> **Aim of the exercise**
Give the records again in full, exactly as they are.

● ● ● ● ●

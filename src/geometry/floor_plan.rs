//! Floor-plan documents
//!
//! A floor plan is a TOML document of the form
//!
//! ```toml
//! [building]
//! walls = [[0, 0], [30, 0], [30, 20], [0, 20]]
//!
//! [[building.room]]
//! name = "kitchen"
//! walls = [[0, 0], [10, 0], [10, 20], [0, 20]]
//!
//! [[building.receiver]]
//! device_id = "rx-01"
//! position = { x = 1.0, y = 1.0, z = 2.5 }
//! ```
//!
//! Rooms and receivers are optional. All polygons are validated on load.

use std::fs;
use std::path::Path;

use serde::Deserialize;
use tracing::info;

use crate::core::{ReceiverLocation, ReceiverMap};
use crate::geometry::building::{Building, RoomPolygon};
use crate::geometry::polygon::Polygon;
use crate::validation::ConfigError;

#[derive(Debug, Deserialize)]
struct FloorPlanDocument {
    building: BuildingSection,
}

#[derive(Debug, Deserialize)]
struct BuildingSection {
    walls: Polygon,
    #[serde(default)]
    room: Vec<RoomSection>,
    #[serde(default)]
    receiver: Vec<ReceiverSection>,
}

#[derive(Debug, Deserialize)]
struct RoomSection {
    name: String,
    #[serde(alias = "vertices")]
    walls: Polygon,
}

#[derive(Debug, Deserialize)]
struct ReceiverSection {
    device_id: String,
    position: ReceiverLocation,
}

/// A loaded floor plan: geometry plus any receivers it declares
#[derive(Debug)]
pub struct FloorPlan {
    pub building: Building,
    pub receivers: ReceiverMap,
}

impl FloorPlan {
    /// Read and validate a floor plan from disk
    pub fn load<P: AsRef<Path>>(path: P) -> Result<Self, ConfigError> {
        let path = path.as_ref();
        let text = fs::read_to_string(path).map_err(|source| ConfigError::Io {
            path: path.to_path_buf(),
            source,
        })?;
        let plan = Self::parse(&text, path)?;
        info!(
            path = %path.display(),
            rooms = plan.building.rooms().len(),
            receivers = plan.receivers.len(),
            "floor plan loaded"
        );
        Ok(plan)
    }

    pub fn from_toml_str(text: &str) -> Result<Self, ConfigError> {
        Self::parse(text, Path::new("<inline floor plan>"))
    }

    fn parse(text: &str, path: &Path) -> Result<Self, ConfigError> {
        let document: FloorPlanDocument = toml::from_str(text).map_err(|source| ConfigError::Toml {
            path: path.to_path_buf(),
            source,
        })?;
        let section = document.building;

        let rooms = section
            .room
            .into_iter()
            .map(|room| RoomPolygon::new(room.name, room.walls))
            .collect();
        let building = Building::new(section.walls, rooms)?;

        let receivers = section
            .receiver
            .into_iter()
            .map(|r| (r.device_id, r.position))
            .collect();

        Ok(Self { building, receivers })
    }
}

● ● ● ● ●

> **Solution for this exercise**
filename src/geometry/floor_plan.rs
//! Floor-plan documents
//!
//! A floor plan is a TOML document of the form
//!
//! ```toml
//! [building]
//! walls = [[0, 0], [30, 0], [30, 20], [0, 20]]
//!
//! [[building.room]]
//! name = "kitchen"
//! walls = [[0, 0], [10, 0], [10, 20], [0, 20]]
//!
//! [[building.receiver]]
//! device_id = "rx-01"
//! position = { x = 1.0, y = 1.0, z = 2.5 }
//! ```
//!
//! Rooms and receivers are optional. All polygons are validated on load.

use std::fs;
use std::path::Path;

use serde::Deserialize;
use tracing::info;

use crate::core::{ReceiverLocation, ReceiverMap};
use crate::geometry::building::{Building, RoomPolygon};
use crate::geometry::polygon::Polygon;
use crate::validation::ConfigError;

#[derive(Debug, Deserialize)]
struct FloorPlanDocument {
    building: BuildingSection,
}

#[derive(Debug, Deserialize)]
struct BuildingSection {
    walls: Polygon,
    #[serde(default)]
    room: Vec<RoomSection>,
    #[serde(default)]
    receiver: Vec<ReceiverSection>,
}

#[derive(Debug, Deserialize)]
struct RoomSection {
    name: String,
    #[serde(alias = "vertices")]
    walls: Polygon,
}

#[derive(Debug, Deserialize)]
struct ReceiverSection {
    device_id: String,
    position: ReceiverLocation,
}

/// A loaded floor plan: geometry plus any receivers it declares
#[derive(Debug)]
pub struct FloorPlan {
    pub building: Building,
    pub receivers: ReceiverMap,
}

impl FloorPlan {
    /// Read and validate a floor plan from disk
    pub fn load<P: AsRef<Path>>(path: P) -> Result<Self, ConfigError> {
        let path = path.as_ref();
        let text = fs::read_to_string(path).map_err(|source| ConfigError::Io {
            path: path.to_path_buf(),
            source,
        })?;
        let plan = Self::parse(&text, path)?;
        info!(
            path = %path.display(),
            rooms = plan.building.rooms().len(),
            receivers = plan.receivers.len(),
            "floor plan loaded"
        );
        Ok(plan)
    }

    pub fn from_toml_str(text: &str) -> Result<Self, ConfigError> {
        Self::parse(text, Path::new("<inline floor plan>"))
    }

    fn parse(text: &str, path: &Path) -> Result<Self, ConfigError> {
        let document: FloorPlanDocument = toml::from_str(text).map_err(|source| ConfigError::Toml {
            path: path.to_path_buf(),
            source,
        })?;
        let section = document.building;

        let rooms = section
            .room
            .into_iter()
            .map(|room| RoomPolygon::new(room.name, room.walls))
            .collect();
        let building = Building::new(section.walls, rooms)?;

        let receivers = section
            .receiver
            .into_iter()
            .map(|r| (r.device_id, r.position))
            .collect();

        Ok(Self { building, receivers })
    }
}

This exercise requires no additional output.